* [REQUIREMENT] Below are some records. Reproduce them exactly from their first line through the line with "the current project", inclusive.

* [SOURCE DATA]

□ □ □

//! Dependency list commands (deps, status)

use std::path::Path;

use anyhow::Result;

use super::output::Output;
use crate::domain::{DeclaredStatus, DependencyList, Graph, Node, TaskRow};
use crate::storage::{read_graph_file, Project};

/// Loads the graph from `--file` or from the current project
fn load(output: &Output, graph: Option<&str>, file: Option<&Path>) -> Result<Graph> {
    match file {
        Some(path) => {
            output.verbose_ctx("deps", &format!("Reading snapshot {}", path.display()));
            read_graph_file(path)
        }
        None => {
            let project = Project::open_current()?;
            output.verbose_ctx(
                "deps",
                &format!("Opened project at: {}", project.root().display()),
            );
            project.load_graph(graph)
        }
    }
}

/// Render the dependency list
pub fn deps(output: &Output, graph: Option<&str>, file: Option<&Path>) -> Result<()> {
    let graph = load(output, graph, file)?;
    let list = graph.dependency_list();
    output.verbose_ctx(
        "deps",
        &format!(
            "Derived {} row(s) from {} node(s), {} edge(s)",
            list.rows.len(),
            graph.nodes.len(),
            graph.edges.len()
        ),
    );

    if output.is_json() {
        output.data(&serde_json::json!({
            "graph": graph.id,
            "headline": list.headline(),
            "summary": list.summary,
            "rows": list.rows.iter().map(|row| row_json(&list, row)).collect::<Vec<_>>(),
            "cycles": list
                .cycles
                .iter()
                .map(|group| group.iter().map(|node| node.id.as_str()).collect::<Vec<_>>())
                .collect::<Vec<_>>(),
        }));
        return Ok(());
    }

    println!("Dependency list: {}", graph.display_name());
    println!("{}", list.headline());
    if list.is_empty() {
        return Ok(());
    }
    println!(
        "Ready: {}  Blocked: {}  Marked blocked: {}",
        list.summary.ready, list.summary.blocked, list.summary.declared_blocked
    );
    println!();

    for row in list.ready_rows() {
        print_row(row);
    }

    let mut blocked = list.blocked_rows().peekable();
    if blocked.peek().is_some() {
        println!();
        println!("Blocked:");
        for row in blocked {
            print_row(row);
        }
    }

    if !list.cycles.is_empty() {
        println!();
        println!("Cycles ({}):", list.cycles.len());
        for group in &list.cycles {
            let labels: Vec<&str> = group.iter().map(|node| node.display_label()).collect();
            println!("  {}", labels.join(" <-> "));
        }
    }

    Ok(())
}

fn print_row(row: &TaskRow<'_>) {
    let order = row
        .order
        .map(|order| order.to_string())
        .unwrap_or_else(|| "—".to_string());
    let status = row
        .node
        .declared_status()
        .map(|s| format!(" [{}]", s.label()))
        .unwrap_or_default();
    println!("{:>4}  {}{}", order, row.node.display_label(), status);
    if row.is_blocked() {
        println!("      Resolve cycle");
    }
    println!("      {}", row.prerequisites_summary());
    println!("      {}", row.dependents_summary());
}

fn row_json(list: &DependencyList<'_>, row: &TaskRow<'_>) -> serde_json::Value {
    let ids = |nodes: &[&Node]| {
        nodes.iter().map(|node| node.id.clone()).collect::<Vec<_>>()
    };
    serde_json::json!({
        "id": row.node.id,
        "label": row.node.display_label(),
        "order": row.order,
        "status": row.status,
        "declared_status": row.node.declared_status(),
        "prerequisites": ids(&row.prerequisites),
        "dependents": ids(&row.dependents),
        "in_cycle": list.is_in_cycle(&row.node.id),
    })
}

/// Show counts for a graph
pub fn status(output: &Output, graph: Option<&str>) -> Result<()> {
    let project = Project::open_current()?;
    let graph = project.load_graph(graph)?;
    let list = graph.dependency_list();

    let declared: Vec<(DeclaredStatus, usize)> = DeclaredStatus::ALL
        .into_iter()
        .map(|status| {
            let count = graph
                .nodes
                .values()
                .filter(|node| node.declared_status() == Some(status))
                .count();
            (status, count)
        })
        .collect();

    if output.is_json() {
        let by_status: serde_json::Map<String, serde_json::Value> = declared
            .iter()
            .map(|(status, count)| (status.as_str().to_string(), (*count).into()))
            .collect();
        output.data(&serde_json::json!({
            "project": project.root().display().to_string(),
            "graph": graph.id,
            "name": graph.display_name(),
            "graph_type": graph.graph_type,
            "nodes": graph.nodes.len(),
            "edges": graph.edges.len(),
            "ready": list.summary.ready,
            "blocked": list.summary.blocked,
            "declared_blocked": list.summary.declared_blocked,
            "cycles": list.cycles.len(),
            "by_status": by_status,
        }));
        return Ok(());
    }

    println!("Graph: {} ({})", graph.display_name(), graph.id);
    println!("Type: {}", graph.graph_type);
    println!();
    println!("Nodes: {}", graph.nodes.len());
    println!("Edges: {}", graph.edges.len());
    println!();
    println!("Ready: {}", list.summary.ready);
    println!("Blocked: {}", list.summary.blocked);
    println!("Cycles: {}", list.cycles.len());
    println!();
    for (status, count) in &declared {
        println!("{}: {}", status.label(), count);
    }

    Ok(())
}
//! Task CLI commands
//!
//! Tasks are nodes seen through the dependency list: `--after` names the
//! prerequisites (direct edges into the task) and `--before` the tasks it
//! unblocks (direct edges out of it).

use anyhow::Result;
use clap::Subcommand;

use super::output::Output;
use crate::domain::{DeclaredStatus, Graph};
use crate::storage::Project;

#[derive(Subcommand)]
pub enum TaskCommands {
    /// Add a task wired to its prerequisites and dependents
    ///
    /// Examples:
    ///   canvas task add "Design"
    ///   canvas task add "Build" --after n-1234567
    ///   canvas task add "Test" --after n-1234567,n-89abcde --before n-fedcba9
    Add {
        /// Task label
        label: String,

        /// Tasks that must come first
        #[arg(long, value_delimiter = ',', num_args = 1..)]
        after: Vec<String>,

        /// Tasks this one unblocks
        #[arg(long, value_delimiter = ',', num_args = 1..)]
        before: Vec<String>,
    },

    /// Show a task's row in the dependency list
    Show {
        /// Task (node) ID
        id: String,
    },

    /// Relabel a task or replace its direct links
    Edit {
        /// Task (node) ID
        id: String,

        /// New label
        #[arg(long)]
        label: Option<String>,

        /// Replace prerequisites
        #[arg(long, value_delimiter = ',', num_args = 1.., conflicts_with = "clear_after")]
        after: Option<Vec<String>>,

        /// Replace dependents
        #[arg(long, value_delimiter = ',', num_args = 1.., conflicts_with = "clear_before")]
        before: Option<Vec<String>>,

        /// Remove all direct prerequisites
        #[arg(long)]
        clear_after: bool,

        /// Remove all direct dependents
        #[arg(long)]
        clear_before: bool,
    },

    /// Set the declared status (none, started, in_progress, blocked, complete)
    Status {
        /// Task (node) ID
        id: String,

        /// New status, or "none" to clear it
        status: String,
    },

    /// Delete a task and its links
    Delete {
        /// Task (node) ID
        id: String,
    },
}

pub fn run(cmd: TaskCommands, output: &Output, graph: Option<&str>) -> Result<()> {
    match cmd {
        TaskCommands::Add {
            label,
            after,
            before,
        } => add_task(output, graph, &label, &after, &before),
        TaskCommands::Show { id } => show_task(output, graph, &id),
        TaskCommands::Edit {
            id,
            label,
            after,
            before,
            clear_after,
            clear_before,
        } => {
            let after = if clear_after { Some(Vec::new()) } else { after };
            let before = if clear_before { Some(Vec::new()) } else { before };
            edit_task(
                output,
                graph,
                &id,
                label.as_deref(),
                after.as_deref(),
                before.as_deref(),
            )
        }
        TaskCommands::Status { id, status } => set_status(output, graph, &id, &status),
        TaskCommands::Delete { id } => delete_task(output, graph, &id),
    }
}

/// Parses a status argument; `none` clears it
fn parse_status(status: &str) -> Result<Option<DeclaredStatus>> {
    if status.eq_ignore_ascii_case("none") {
        return Ok(None);
    }
    Ok(Some(status.parse()?))
}

fn add_task(
    output: &Output,
    graph: Option<&str>,
    label: &str,
    after: &[String],
    before: &[String],
) -> Result<()> {
    let project = Project::open_current()?;
    let mut graph = project.load_graph(graph)?;

    let task_id = graph.create_task(label, after, before)?;
    output.verbose_ctx(
        "task",
        &format!(
            "Created {} with {} prerequisite(s), {} dependent(s)",
            task_id,
            after.len(),
            before.len()
        ),
    );
    project.graph_store().save(&graph)?;

    if output.is_json() {
        output.data(&task_json(&graph, &task_id));
    } else {
        output.success(&format!("Created task: {} - {}", task_id, label.trim()));
    }

    Ok(())
}

fn show_task(output: &Output, graph: Option<&str>, id: &str) -> Result<()> {
    let project = Project::open_current()?;
    let graph = project.load_graph(graph)?;

    let list = graph.dependency_list();
    let row = list
        .rows
        .iter()
        .find(|row| row.node.id == id)
        .ok_or_else(|| anyhow::anyhow!("Task not found: {}", id))?;

    if output.is_json() {
        output.data(&task_json(&graph, id));
        return Ok(());
    }

    println!("Task: {}", row.node.id);
    println!("Label: {}", row.node.display_label());
    match row.order {
        Some(order) => println!("Order: {}", order),
        None => println!("Order: —"),
    }
    println!("Row: {}", row.status.as_str());
    if row.is_blocked() {
        let reason = if list.is_in_cycle(id) {
            "on a dependency cycle"
        } else {
            "waiting on a cycle upstream"
        };
        println!("Blocked: {}", reason);
    }
    println!(
        "Status: {}",
        row.node
            .declared_status()
            .map(|s| s.label())
            .unwrap_or("No Status")
    );
    println!("{}", row.prerequisites_summary());
    println!("{}", row.dependents_summary());

    Ok(())
}

fn edit_task(
    output: &Output,
    graph: Option<&str>,
    id: &str,
    label: Option<&str>,
    after: Option<&[String]>,
    before: Option<&[String]>,
) -> Result<()> {
    let project = Project::open_current()?;
    let mut graph = project.load_graph(graph)?;

    graph.edit_task(id, label, after, before)?;
    project.graph_store().save(&graph)?;

    if graph.dependency_list().is_in_cycle(id) {
        output.verbose_ctx("task", &format!("{} is now on a dependency cycle", id));
    }

    if output.is_json() {
        output.data(&task_json(&graph, id));
    } else {
        output.success(&format!("Updated task: {}", id));
    }

    Ok(())
}

fn set_status(output: &Output, graph: Option<&str>, id: &str, status: &str) -> Result<()> {
    let status = parse_status(status)?;

    let project = Project::open_current()?;
    let mut graph = project.load_graph(graph)?;

    graph.set_task_status(id, status)?;
    project.graph_store().save(&graph)?;

    if output.is_json() {
        output.data(&serde_json::json!({
            "id": id,
            "status": status,
        }));
    } else {
        let label = status.map(|s| s.label()).unwrap_or("No Status");
        output.success(&format!("Set status of {} to {}", id, label));
    }

    Ok(())
}

fn delete_task(output: &Output, graph: Option<&str>, id: &str) -> Result<()> {
    let project = Project::open_current()?;
    let mut graph = project.load_graph(graph)?;

    let node = graph.remove_node(id)?;
    project.graph_store().save(&graph)?;

    output.success(&format!("Deleted task: {} - {}", node.id, node.display_label()));

    Ok(())
}

/// JSON view of a task and its direct links
fn task_json(graph: &Graph, id: &str) -> serde_json::Value {
    let label = graph
        .get_node(id)
        .map(|node| node.display_label())
        .unwrap_or(id);
    let status = graph.get_node(id).and_then(|node| node.declared_status());

    serde_json::json!({
        "id": id,
        "label": label,
        "status": status,
        "prerequisites": graph.direct_prerequisites(id),
        "dependents": graph.direct_postrequisites(id),
    })
}
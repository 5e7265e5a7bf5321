//! # Storage Layer
//!
//! Persistence for the graph canvas with git-friendly file formats.
//!
//! ## Storage Formats
//!
//! | Data | Format | Location |
//! |------|--------|----------|
//! | Graphs | JSON (one document per graph) | `.canvas/graphs/{id}.json` |
//! | Config | TOML | `.canvas/config.toml` |
//!
//! ## Concurrency Safety
//!
//! - [`GraphStore`] uses file locking (`fs2`) for concurrent access
//! - All writes are atomic (temp file + rename)
//!
//! ## Project Structure
//!
//! ```text
//! .canvas/
//! ├── graphs/
//! │   └── workspace.json    # One file per graph
//! ├── config.toml           # Project configuration
//! └── .gitignore            # Ignores interrupted writes
//! ```
//!
//! ## Key Types
//!
//! - [`Project`] - Entry point for accessing a canvas project
//! - [`GraphStore`] - Read/write graphs as JSON
//! - [`Config`] - Project and global configuration

mod config;
mod graph_store;
mod project;

pub use config::{Config, ConfigError, GlobalConfig, OutputFormat, ProjectConfig};
pub use graph_store::{read_graph_file, GraphStore, StoreError};
pub use project::{Project, ProjectError};
//! Identifiers for graphs, nodes and edges
//!
//! ID Format:
//! - Graph IDs: user-chosen slugs (e.g., `workspace`, `release-plan`)
//! - Node IDs (generated): `n-{7-char-hash}` (e.g., `n-7f2b4c1`)
//! - Edge IDs (generated): `e-{7-char-hash}` (e.g., `e-9d3e5f2`)
//!
//! Node and edge ids read from a graph file are free-form strings. Only ids
//! minted by this crate follow the hashed format. The hash is derived from a
//! seed text plus the creation timestamp, so the same label created twice
//! gets two different ids.

use chrono::{DateTime, Utc};
use serde::{Deserialize, Serialize};
use std::fmt;
use std::str::FromStr;
use thiserror::Error;

#[derive(Debug, Error, PartialEq)]
pub enum IdError {
    #[error("Invalid graph ID: expected letters, digits, '-' or '_', got '{0}'")]
    InvalidGraphId(String),
}

/// What a generated id names
#[derive(Debug, Clone, Copy, PartialEq, Eq)]
pub enum IdKind {
    Node,
    Edge,
}

impl IdKind {
    fn prefix(self) -> &'static str {
        match self {
            IdKind::Node => "n",
            IdKind::Edge => "e",
        }
    }
}

/// Generates a 7-character hash from seed text and timestamp
fn generate_hash(seed: &str, timestamp: DateTime<Utc>, salt: u32) -> String {
    let input = format!(
        "{}{}{}",
        seed,
        timestamp.timestamp_nanos_opt().unwrap_or(0),
        salt
    );
    let hash = blake3::hash(input.as_bytes());
    let hex = hash.to_hex();
    hex[..7].to_string()
}

/// Generates an id like `n-7f2b4c1`
///
/// `salt` lets callers retry when the hash collides with an id that is
/// already taken in the same graph.
pub fn generate_id(kind: IdKind, seed: &str, timestamp: DateTime<Utc>, salt: u32) -> String {
    format!("{}-{}", kind.prefix(), generate_hash(seed, timestamp, salt))
}

/// Graph ID, a slug chosen by the user
#[derive(Debug, Clone, PartialEq, Eq, Hash, PartialOrd, Ord, Serialize, Deserialize)]
#[serde(try_from = "String", into = "String")]
pub struct GraphId(String);

impl GraphId {
    /// Returns the id as a string slice
    pub fn as_str(&self) -> &str {
        &self.0
    }
}

impl fmt::Display for GraphId {
    fn fmt(&self, f: &mut fmt::Formatter<'_>) -> fmt::Result {
        f.write_str(&self.0)
    }
}

impl FromStr for GraphId {
    type Err = IdError;

    fn from_str(s: &str) -> Result<Self, Self::Err> {
        let s = s.trim();
        let valid = !s.is_empty()
            && s
                .chars()
                .all(|c| c.is_ascii_alphanumeric() || c == '-' || c == '_');
        if !valid {
            return Err(IdError::InvalidGraphId(s.to_string()));
        }
        Ok(Self(s.to_string()))
    }
}

impl TryFrom<String> for GraphId {
    type Error = IdError;

    fn try_from(value: String) -> Result<Self, Self::Error> {
        value.parse()
    }
}

impl From<GraphId> for String {
    fn from(id: GraphId) -> Self {
        id.0
    }
}
#[test]
fn test_edge_update_and_delete() {
    let dir = setup_project();

    let a = add_task(&dir, "A", &[]);
    let b = add_task(&dir, "B", &[]);
    let c = add_task(&dir, "C", &[]);

    let edge = json(&dir, &["edge", "add", "--from", &a, "--to", &b, "--text", "then"]);
    let edge_id = edge["id"].as_str().unwrap().to_string();
    assert!(edge_id.starts_with("e-"));

    let updated = json(&dir, &["edge", "update", &edge_id, "--to", &c]);
    assert_eq!(updated["targets"][0], c.as_str());
    assert_eq!(updated["sources"][0], a.as_str());

    canvas(&dir)
        .args(["edge", "update", edge_id.as_str()])
        .assert()
        .failure()
        .stderr(predicate::str::contains("Nothing to update"));

    canvas(&dir)
        .args(["edge", "add", "--from", a.as_str(), "--to", "n-ghost"])
        .assert()
        .failure();

    canvas(&dir)
        .args(["edge", "delete", edge_id.as_str()])
        .assert()
        .success()
        .stdout(predicate::str::contains("Deleted edge"));
    assert_eq!(json(&dir, &["deps"])["summary"]["dependencies"], 0);
}

// =============================================================================
// Graph Tests
// =============================================================================

#[test]
fn test_graph_new_list_delete() {
    let dir = setup_project();

    canvas(&dir)
        .args(["graph", "new", "release", "--name", "Release plan", "--type", "DAG"])
        .assert()
        .success()
        .stdout(predicate::str::contains("Created graph: release"));

    canvas(&dir)
        .args(["graph", "new", "release"])
        .assert()
        .failure()
        .stderr(predicate::str::contains("already exists"));

    canvas(&dir)
        .args(["graph", "new", "bad", "--type", "forest"])
        .assert()
        .failure()
        .stderr(predicate::str::contains("is invalid"));

    let graphs = json(&dir, &["graph", "list"]);
    assert_eq!(graphs[0]["id"], "release");
    assert_eq!(graphs[0]["graph_type"], "dag");

    canvas(&dir)
        .args(["graph", "delete", "release"])
        .assert()
        .success();
    assert!(json(&dir, &["graph", "list"]).as_array().unwrap().is_empty());
}

#[test]
fn test_graph_flag_selects_graph() {
    let dir = setup_project();

    // Naming the default graph works before it has been written
    let named_default = json(&dir, &["--graph", "workspace", "deps"]);
    assert_eq!(named_default["graph"], "workspace");

    canvas(&dir)
        .args(["--graph", "missing", "deps"])
        .assert()
        .failure()
        .stderr(predicate::str::contains("Graph not found"));

    canvas(&dir).args(["graph", "new", "side"]).assert().success();
    canvas(&dir)
        .args(["--graph", "side", "task", "add", "Side task"])
        .assert()
        .success();

    let side = json(&dir, &["--graph", "side", "deps"]);
    assert_eq!(side["rows"].as_array().unwrap().len(), 1);

    let via_env = canvas(&dir)
        .env("CANVAS_GRAPH", "side")
        .args(["status", "--format", "json"])
        .assert()
        .success()
        .get_output()
        .stdout
        .clone();
    let via_env: serde_json::Value = serde_json::from_slice(&via_env).unwrap();
    assert_eq!(via_env["graph"], "side");

    let workspace = json(&dir, &["deps"]);
    assert!(workspace["rows"].as_array().unwrap().is_empty());
}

□ □ □

* [TASK RESPONSE]
//! Dependency list commands (deps, status)

use std::path::Path;

use anyhow::Result;

use super::output::Output;
use crate::domain::{DeclaredStatus, DependencyList, Graph, Node, TaskRow};
use crate::storage::{read_graph_file, Project};

/// Loads the graph from `--file` or from the current project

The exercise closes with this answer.